Talking About Lunar New Year

What Lunar New Year is and how people celebrate the holiday here in EL as compared to other countries


Firecrackers streak into the sky scaring away malicious spirits, protecting the new year from bad fortune. Bright tones of red and orange roar through the night as people dressed in fiery colors dance in the streets signifying good luck for the new age.

These practices are demonstrated during Lunar New Year celebrated by many throughout the world, such as in North Korea, South Korea, Indonesia, Malaysia, Singapore, the Philippines, Brunei, and Vietnam. Although, festivities differ depending on the location.

Every year, the celebration begins on a different day determined by the Lunar calendar, usually falling between the end of January and the beginning of February and signifies the coming of spring. This year, the start of the 15-day celebration begins on Jan. 22. It is the year of the water rabbit in 2023.

The water rabbit represents longevity, peace, and posterity in the culture, and predicts 2023 to be a year of hope, as opposed to the other 12 Chinese zodiacs which all represent different predictions for the year to come.

“In China, we call it the Spring Festival. We celebrate the beginning of the year just like Americans do,” sophomore Janelle Fan said.

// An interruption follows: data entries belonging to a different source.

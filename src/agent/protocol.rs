//! Frames exchanged with the agent subprocess.
//!
//! Records are self-delimiting JSON objects carrying a `"kind"` tag. The agent
//! may write several records back to back; commands sent to the agent are one
//! JSON object per line.

use serde::{Deserialize, Deserializer, Serialize};
use serde_json::{Map, Value};
use std::fmt;

pub type RequestId = u64;

// ============================================================================
// Agent frames (agent → loop)
// ============================================================================

/// One decoded message from the agent.
#[derive(Debug, Clone, PartialEq, Deserialize)]
#[serde(tag = "kind")]
pub enum Frame {
    /// Server notification for the active callback or the default processor
    #[serde(rename = "notification")]
    Notification {
        #[serde(flatten)]
        body: Map<String, Value>,
    },

    /// Answer to an earlier `request` command
    #[serde(rename = "response")]
    Response {
        id: RequestId,
        #[serde(flatten)]
        body: Map<String, Value>,
    },

    #[serde(rename = "socket-create")]
    SocketCreate(SocketPayload),

    #[serde(rename = "socket-write")]
    SocketWrite(SocketPayload),

    #[serde(rename = "socket-read")]
    SocketRead(SocketPayload),

    #[serde(rename = "socket-close")]
    SocketClose(SocketPayload),

    /// The window was restored from the tray
    #[serde(rename = "tray")]
    Tray,

    /// A user alarm went off
    #[serde(rename = "alarm")]
    Alarm,

    #[serde(rename = "status-message")]
    StatusMessage {
        #[serde(default, alias = "msg")]
        text: Option<String>,
        #[serde(default)]
        level: Option<AgentLogLevel>,
        #[serde(default)]
        time: Option<f64>,
        /// Unread message count reported by the server
        #[serde(default)]
        msgs: Option<u64>,
    },

    #[serde(rename = "log")]
    Log {
        #[serde(default)]
        level: AgentLogLevel,
        #[serde(alias = "msg")]
        text: String,
        #[serde(default)]
        time: Option<f64>,
    },

    /// Inter-application signal for the scene with the matching `appid`
    #[serde(rename = "signal")]
    Signal {
        sender: String,
        appid: String,
        #[serde(default)]
        packet: Value,
    },

    /// The agent hit an internal error and is recovering
    #[serde(rename = "error")]
    Error {
        #[serde(alias = "msg")]
        text: String,
        #[serde(default)]
        loc: Option<String>,
    },

    /// Any record whose kind (or shape) is not understood
    #[serde(skip_deserializing)]
    Unknown { tag: String },
}

impl Frame {
    /// Classify a decoded record. Never fails: anything unrecognized becomes `Unknown`.
    pub fn from_value(value: Value) -> Self {
        let tag = match value.get("kind") {
            Some(Value::String(kind)) => kind.clone(),
            Some(other) => other.to_string(),
            None => String::new(),
        };
        serde_json::from_value(value).unwrap_or(Frame::Unknown { tag })
    }

    pub fn kind(&self) -> FrameKind {
        match self {
            Frame::Notification { .. } => FrameKind::Notification,
            Frame::Response { .. } => FrameKind::Response,
            Frame::SocketCreate(_) => FrameKind::SocketCreate,
            Frame::SocketWrite(_) => FrameKind::SocketWrite,
            Frame::SocketRead(_) => FrameKind::SocketRead,
            Frame::SocketClose(_) => FrameKind::SocketClose,
            Frame::Tray => FrameKind::Tray,
            Frame::Alarm => FrameKind::Alarm,
            Frame::StatusMessage { .. } => FrameKind::StatusMessage,
            Frame::Log { .. } => FrameKind::Log,
            Frame::Signal { .. } => FrameKind::Signal,
            Frame::Error { .. } => FrameKind::Error,
            Frame::Unknown { .. } => FrameKind::Unknown,
        }
    }
}

/// Payload of the virtual-socket proxy frames.
#[derive(Debug, Clone, PartialEq, Deserialize)]
pub struct SocketPayload {
    #[serde(deserialize_with = "connection_id")]
    pub id: String,
    #[serde(flatten)]
    pub body: Map<String, Value>,
}

// Connection ids arrive as numbers or strings; both key the same table.
fn connection_id<'de, D>(deserializer: D) -> Result<String, D::Error>
where
    D: Deserializer<'de>,
{
    match Value::deserialize(deserializer)? {
        Value::String(id) => Ok(id),
        Value::Number(id) => Ok(id.to_string()),
        other => Err(serde::de::Error::custom(format!(
            "invalid connection id {other}"
        ))),
    }
}

#[derive(Debug, Clone, Copy, PartialEq, Eq, Hash)]
pub enum FrameKind {
    Notification,
    Response,
    SocketCreate,
    SocketWrite,
    SocketRead,
    SocketClose,
    Tray,
    Alarm,
    StatusMessage,
    Log,
    Signal,
    Error,
    Unknown,
}

impl FrameKind {
    pub fn as_str(&self) -> &'static str {
        match self {
            FrameKind::Notification => "notification",
            FrameKind::Response => "response",
            FrameKind::SocketCreate => "socket-create",
            FrameKind::SocketWrite => "socket-write",
            FrameKind::SocketRead => "socket-read",
            FrameKind::SocketClose => "socket-close",
            FrameKind::Tray => "tray",
            FrameKind::Alarm => "alarm",
            FrameKind::StatusMessage => "status-message",
            FrameKind::Log => "log",
            FrameKind::Signal => "signal",
            FrameKind::Error => "error",
            FrameKind::Unknown => "unknown",
        }
    }
}

impl fmt::Display for FrameKind {
    fn fmt(&self, f: &mut fmt::Formatter<'_>) -> fmt::Result {
        f.write_str(self.as_str())
    }
}

/// Severity carried by `log` and `status-message` frames.
///
/// The agent sends either a number (-1 debug, 0 info, 1 warning, 2 and up
/// error) or a level name.
#[derive(Debug, Clone, Copy, PartialEq, Eq, Default)]
pub enum AgentLogLevel {
    Debug,
    #[default]
    Info,
    Warning,
    Error,
}

impl AgentLogLevel {
    pub fn from_number(level: i64) -> Self {
        match level {
            i64::MIN..=-1 => AgentLogLevel::Debug,
            0 => AgentLogLevel::Info,
            1 => AgentLogLevel::Warning,
            _ => AgentLogLevel::Error,
        }
    }

    pub fn from_name(name: &str) -> Option<Self> {
        match name.trim().to_ascii_lowercase().as_str() {
            "debug" | "trace" => Some(AgentLogLevel::Debug),
            "info" => Some(AgentLogLevel::Info),
            "warn" | "warning" => Some(AgentLogLevel::Warning),
            "error" | "fatal" => Some(AgentLogLevel::Error),
            _ => None,
        }
    }

    pub fn as_str(&self) -> &'static str {
        match self {
            AgentLogLevel::Debug => "debug",
            AgentLogLevel::Info => "info",
            AgentLogLevel::Warning => "warning",
            AgentLogLevel::Error => "error",
        }
    }
}

impl<'de> Deserialize<'de> for AgentLogLevel {
    fn deserialize<D>(deserializer: D) -> Result<Self, D::Error>
    where
        D: Deserializer<'de>,
    {
        match Value::deserialize(deserializer)? {
            Value::Number(number) => number
                .as_i64()
                .map(AgentLogLevel::from_number)
                .ok_or_else(|| serde::de::Error::custom(format!("invalid log level {number}"))),
            Value::String(name) => AgentLogLevel::from_name(&name)
                .ok_or_else(|| serde::de::Error::custom(format!("unknown log level {name}"))),
            Value::Null => Ok(AgentLogLevel::default()),
            other => Err(serde::de::Error::custom(format!(
                "invalid log level {other}"
            ))),
        }
    }
}

// ============================================================================
// Agent commands (loop → agent)
// ============================================================================

/// Commands written to the agent's stdin.
#[derive(Debug, Clone, PartialEq, Serialize)]
#[serde(tag = "kind")]
pub enum AgentCommand {
    /// Forward a server request; the agent answers with a `response` frame echoing `id`
    #[serde(rename = "request")]
    Request {
        id: RequestId,
        name: String,
        params: Value,
    },

    /// The alarm modal was acknowledged
    #[serde(rename = "alarm_stop")]
    AlarmStop,
}

impl AgentCommand {
    /// Encode as a single newline-terminated JSON line.
    pub fn encode(&self) -> serde_json::Result<Vec<u8>> {
        let mut line = serde_json::to_vec(self)?;
        line.push(b'\n');
        Ok(line)
    }
}
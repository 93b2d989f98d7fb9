use crate::config::AppConfig;
use std::env;
use std::fs::OpenOptions;
use std::path::PathBuf;
use std::sync::OnceLock;
use tracing_subscriber::fmt::time::UtcTime;

static TRACING_INIT: OnceLock<()> = OnceLock::new();

pub fn tracing_log_path() -> PathBuf {
    env::var("ELTEN_TRACE_LOG")
        .map(PathBuf::from)
        .unwrap_or_else(|_| env::temp_dir().join("elten_loop_trace.jsonl"))
}

/// Install the JSON trace subscriber once; agent log frames and supervisor
/// incidents are emitted as `tracing` events.
pub fn init_tracing(config: &AppConfig) {
    let enabled = (config.logs || config.log_timings) && !config.no_logs;
    if !enabled {
        return;
    }

    let _ = TRACING_INIT.get_or_init(|| {
        let path = tracing_log_path();
        let file = match OpenOptions::new().create(true).append(true).open(&path) {
            Ok(file) => file,
            Err(_) => return,
        };
        let subscriber = tracing_subscriber::fmt()
            .json()
            .with_timer(UtcTime::rfc_3339())
            .with_writer(file)
            .with_max_level(tracing::Level::DEBUG)
            .with_current_span(false)
            .with_span_list(false)
            .finish();
        let _ = tracing::subscriber::set_global_default(subscriber);
    });
}

#[cfg(test)]
mod tests {
    use super::*;

    #[test]
    fn trace_log_defaults_to_temp_jsonl() {
        if env::var_os("ELTEN_TRACE_LOG").is_some() {
            return;
        }
        let path = tracing_log_path();
        assert!(path.starts_with(env::temp_dir()));
        assert_eq!(
            path.extension().and_then(|ext| ext.to_str()),
            Some("jsonl")
        );
    }
}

Senior Rose Zhou joined the conversation and mentioned the lack of break for students who celebrate the holiday. “Kids in China have a break but here in America they don’t, including working parents.” This can make the celebration complicated due to the large family focus the holiday has.

Fan’s mother adds furthermore that the families usually try to come together, “but since many of us have extended family living in Asia, it’s usually only our family compared to everyone together.”

Families in China have a two-week break where parents and children halt their work and school to spend time with each other to celebrate the new year and the arrival of spring. When the families get together, meals are served either the night before or the day of new years.

At these meals, food is served with many symbolic messages, such as dumplings which represent good fortune and money, oranges that bring good luck, and noodles that represent living a long life. On Lunar New Year’s Eve, firecrackers are lit and are used to scare away bad luck. In the traditional Chinese story, there was a monster who
would come to people’s homes and the only way to get rid of it was to wear and paint everything red due to its fear of the color. The firecrackers scare it away and thus the New Year traditions were brought about.

Here in Connecticut, few festivals are held, but most children and families take the time within their own communities and families to celebrate. This year at ELHS, the Cultural Awareness Club is bringing the traditions to the school through decorations and spreading awareness about the holiday.